Point this at a case directory. Get a cryptographically verified manifest in seconds, not hours.

```bash
blazehash -r /mnt/evidence -c blake3,sha-256 -o results.hash
```

```
blazehash v0.2.0 — BLAKE3 + SHA-256, 16 threads, mmap I/O
[*] Scanning /mnt/evidence recursively
[+] 847,293 files hashed (2.14 TiB) in 38.7s
[+] Throughput: 56.6 GiB/s (BLAKE3) · 4.2 GiB/s (SHA-256)
[+] Manifest written to results.hash
```

## Why This Tool Exists

[hashdeep](https://github.com/jessek/hashdeep) is one of the most important tools in digital forensics. Written by [Jesse Kornblum](https://github.com/jessek) and [Simson Garfinkel](https://simson.net/), it gave the forensic community a reliable, auditable way to hash files and verify evidence integrity. Its audit mode, recursive hashing, and known-hash matching set the standard that every forensic lab depends on. hashdeep is a work of the US Government and has been freely available to the community since its inception.

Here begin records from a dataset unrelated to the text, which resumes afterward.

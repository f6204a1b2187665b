use chrono::{DateTime, Utc};
use serde::{Deserialize, Serialize};

use crate::define_id_type;

define_id_type!(EventId);

/// A stored event.
#[derive(Debug, Clone, PartialEq, Eq, Serialize, Deserialize)]
#[serde(rename_all = "camelCase")]
pub struct Event {
    pub id: EventId,
    pub title: String,
    pub slug: String,
    pub description: String,
    pub overview: String,
    pub image: String,
    pub venue: String,
    pub location: String,
    /// Calendar date, `YYYY-MM-DD`.
    pub date: String,
    /// Start time, zero-padded `HH:MM`.
    pub time: String,
    pub mode: String,
    pub audience: String,
    pub agenda: Vec<String>,
    pub organizer: String,
    pub tags: Vec<String>,
    pub created_at: DateTime<Utc>,
    pub updated_at: DateTime<Utc>,
}

impl Event {
    /// Writable fields of this event, as last persisted.
    pub fn to_record(&self) -> EventRecord {
        EventRecord {
            title: self.title.clone(),
            slug: self.slug.clone(),
            description: self.description.clone(),
            overview: self.overview.clone(),
            image: self.image.clone(),
            venue: self.venue.clone(),
            location: self.location.clone(),
            date: self.date.clone(),
            time: self.time.clone(),
            mode: self.mode.clone(),
            audience: self.audience.clone(),
            agenda: self.agenda.clone(),
            organizer: self.organizer.clone(),
            tags: self.tags.clone(),
        }
    }

    pub fn summary(&self) -> EventSummary {
        EventSummary {
            title: self.title.clone(),
            image: self.image.clone(),
            slug: self.slug.clone(),
            location: self.location.clone(),
            date: self.date.clone(),
            time: self.time.clone(),
        }
    }

    /// True when this event has at least one tag in common with `tags`.
    pub fn shares_tag_with(&self, tags: &[String]) -> bool {
        self.tags.iter().any(|tag| tags.contains(tag))
    }
}

/// Reduced projection used for "similar events" listings.
#[derive(Debug, Clone, PartialEq, Eq, Serialize, Deserialize)]
#[serde(rename_all = "camelCase")]
pub struct EventSummary {
    pub title: String,
    pub image: String,
    pub slug: String,
    pub location: String,
    pub date: String,
    pub time: String,
}

/// Caller-supplied fields for a new event.
///
/// Values are taken as submitted; trimming, slug derivation and date/time
/// normalization happen in [`crate::db::services::create_event`].
#[derive(Debug, Clone, Default, PartialEq, Eq, Serialize, Deserialize)]
#[serde(rename_all = "camelCase", default)]
pub struct NewEvent {
    pub title: String,
    pub description: String,
    pub overview: String,
    pub image: String,
    pub venue: String,
    pub location: String,
    pub date: String,
    pub time: String,
    pub mode: String,
    pub audience: String,
    pub agenda: Vec<String>,
    pub organizer: String,
    pub tags: Vec<String>,
}

/// Partial update of an existing event. `None` leaves the field untouched.
#[derive(Debug, Clone, Default, PartialEq, Eq, Serialize, Deserialize)]
#[serde(rename_all = "camelCase", default)]
pub struct EventUpdate {
    pub title: Option<String>,
    pub description: Option<String>,
    pub overview: Option<String>,
    pub image: Option<String>,
    pub venue: Option<String>,
    pub location: Option<String>,
    pub date: Option<String>,
    pub time: Option<String>,
    pub mode: Option<String>,
    pub audience: Option<String>,
    pub agenda: Option<Vec<String>>,
    pub organizer: Option<String>,
    pub tags: Option<Vec<String>>,
}

/// Validated, normalized event fields as handed to a repository for writing.
#[derive(Debug, Clone, Default, PartialEq, Eq)]
pub struct EventRecord {
    pub title: String,
    pub slug: String,
    pub description: String,
    pub overview: String,
    pub image: String,
    pub venue: String,
    pub location: String,
    pub date: String,
    pub time: String,
    pub mode: String,
    pub audience: String,
    pub agenda: Vec<String>,
    pub organizer: String,
    pub tags: Vec<String>,
}

impl From<NewEvent> for EventRecord {
    fn from(input: NewEvent) -> Self {
        Self {
            title: input.title,
            slug: String::new(),
            description: input.description,
            overview: input.overview,
            image: input.image,
            venue: input.venue,
            location: input.location,
            date: input.date,
            time: input.time,
            mode: input.mode,
            audience: input.audience,
            agenda: input.agenda,
            organizer: input.organizer,
            tags: input.tags,
        }
    }
}

impl EventRecord {
    /// Overlay the fields present in `update`.
    pub fn apply(&mut self, update: EventUpdate) {
        fn set<T>(slot: &mut T, value: Option<T>) {
            if let Some(v) = value {
                *slot = v;
            }
        }

        set(&mut self.title, update.title);
        set(&mut self.description, update.description);
        set(&mut self.overview, update.overview);
        set(&mut self.image, update.image);
        set(&mut self.venue, update.venue);
        set(&mut self.location, update.location);
        set(&mut self.date, update.date);
        set(&mut self.time, update.time);
        set(&mut self.mode, update.mode);
        set(&mut self.audience, update.audience);
        set(&mut self.agenda, update.agenda);
        set(&mut self.organizer, update.organizer);
        set(&mut self.tags, update.tags);
    }
}

#[cfg(test)]
mod tests {
    use super::*;

    #[test]
    fn test_event_id_roundtrip() {
        let id = EventId::new(42);
        assert_eq!(id.value(), 42);
        assert_eq!(i64::from(id), 42);
        assert_eq!(serde_json::to_string(&id).unwrap(), "42");
    }

    #[test]
    fn test_apply_overlays_only_present_fields() {
        let mut record = EventRecord {
            title: "Rust Meetup".to_string(),
            date: "2024-03-01".to_string(),
            tags: vec!["rust".to_string()],
            ..Default::default()
        };

        record.apply(EventUpdate {
            date: Some("2024-04-01".to_string()),
            tags: Some(vec!["rust".to_string(), "systems".to_string()]),
            ..Default::default()
        });

        assert_eq!(record.title, "Rust Meetup");
        assert_eq!(record.date, "2024-04-01");
        assert_eq!(record.tags.len(), 2);
    }

    #[test]
    fn test_new_event_deserializes_camel_case_with_defaults() {
        let input: NewEvent = serde_json::from_str(
            r#"{"title": "Launch", "tags": ["web"], "agenda": ["Intro"]}"#,
        )
        .unwrap();
        assert_eq!(input.title, "Launch");
        assert_eq!(input.tags, vec!["web"]);
        assert!(input.description.is_empty());
    }
}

We owe Jesse a debt of gratitude. hashdeep solved a real problem and solved it well.

But hashdeep was written in an era of spinning disks, single-core CPUs, and MD5 as a default. The world moved on. Evidence volumes grew from gigabytes to terabytes. NVMe drives can push 7 GB/s. CPUs ship with 16+ cores. NIST deprecated SHA-1. And BLAKE3 — designed from the ground up for parallelism and hardware acceleration — can hash at memory bandwidth speeds.

hashdeep hasn't had a release since v4.4. It doesn't support BLAKE3. It doesn't use multiple cores. It doesn't memory-map files. It can't resume interrupted runs. It can't export to JSON.

**blazehash** intends to bring hashdeep into modern times. Every hashdeep flag works exactly as you expect. The output format is compatible. Your existing scripts, your audit workflows, your court-tested procedures — they all keep working. We just make them faster, add the algorithms the community needs, and fill the gaps hashdeep never got to.

This is not a replacement. It is a continuation.

## Performance

Benchmarked on Apple M4 Pro (14-core, 48 GB RAM). Both tools run on warm cache. Full methodology and results: **[docs/benchmarks.md](docs/benchmarks.md)**.

| Workload | blazehash | hashdeep v4.4 | Speedup |
|----------|----------:|----------:|--------:|
| 256 MiB file, SHA-256 | 854 ms | 930 ms | **1.09x** |
| 256 MiB file, SHA-1 | 275 ms | 572 ms | **2.08x** |
| 256 MiB file, 5 algos combined | 3.1 s | 3.5 s | **1.14x** |
| 1000 small files, SHA-256 | 20 ms | 69 ms | **3.43x** |
| Recursive walk (500 files) | 27 ms | 45 ms | **1.68x** |
| Piecewise (64 MiB, 1M chunks) | 163 ms | 339 ms | **2.08x** |
| **256 MiB file, BLAKE3** | **187 ms** | *not supported* | **~5x vs hashdeep SHA-256** |

**BLAKE3 at 1.37 GB/s** is blazehash's default — unavailable in hashdeep. For practitioners switching from `hashdeep -c sha256`: expect nearly **5x** end-to-end speedup (faster algorithm + faster implementation).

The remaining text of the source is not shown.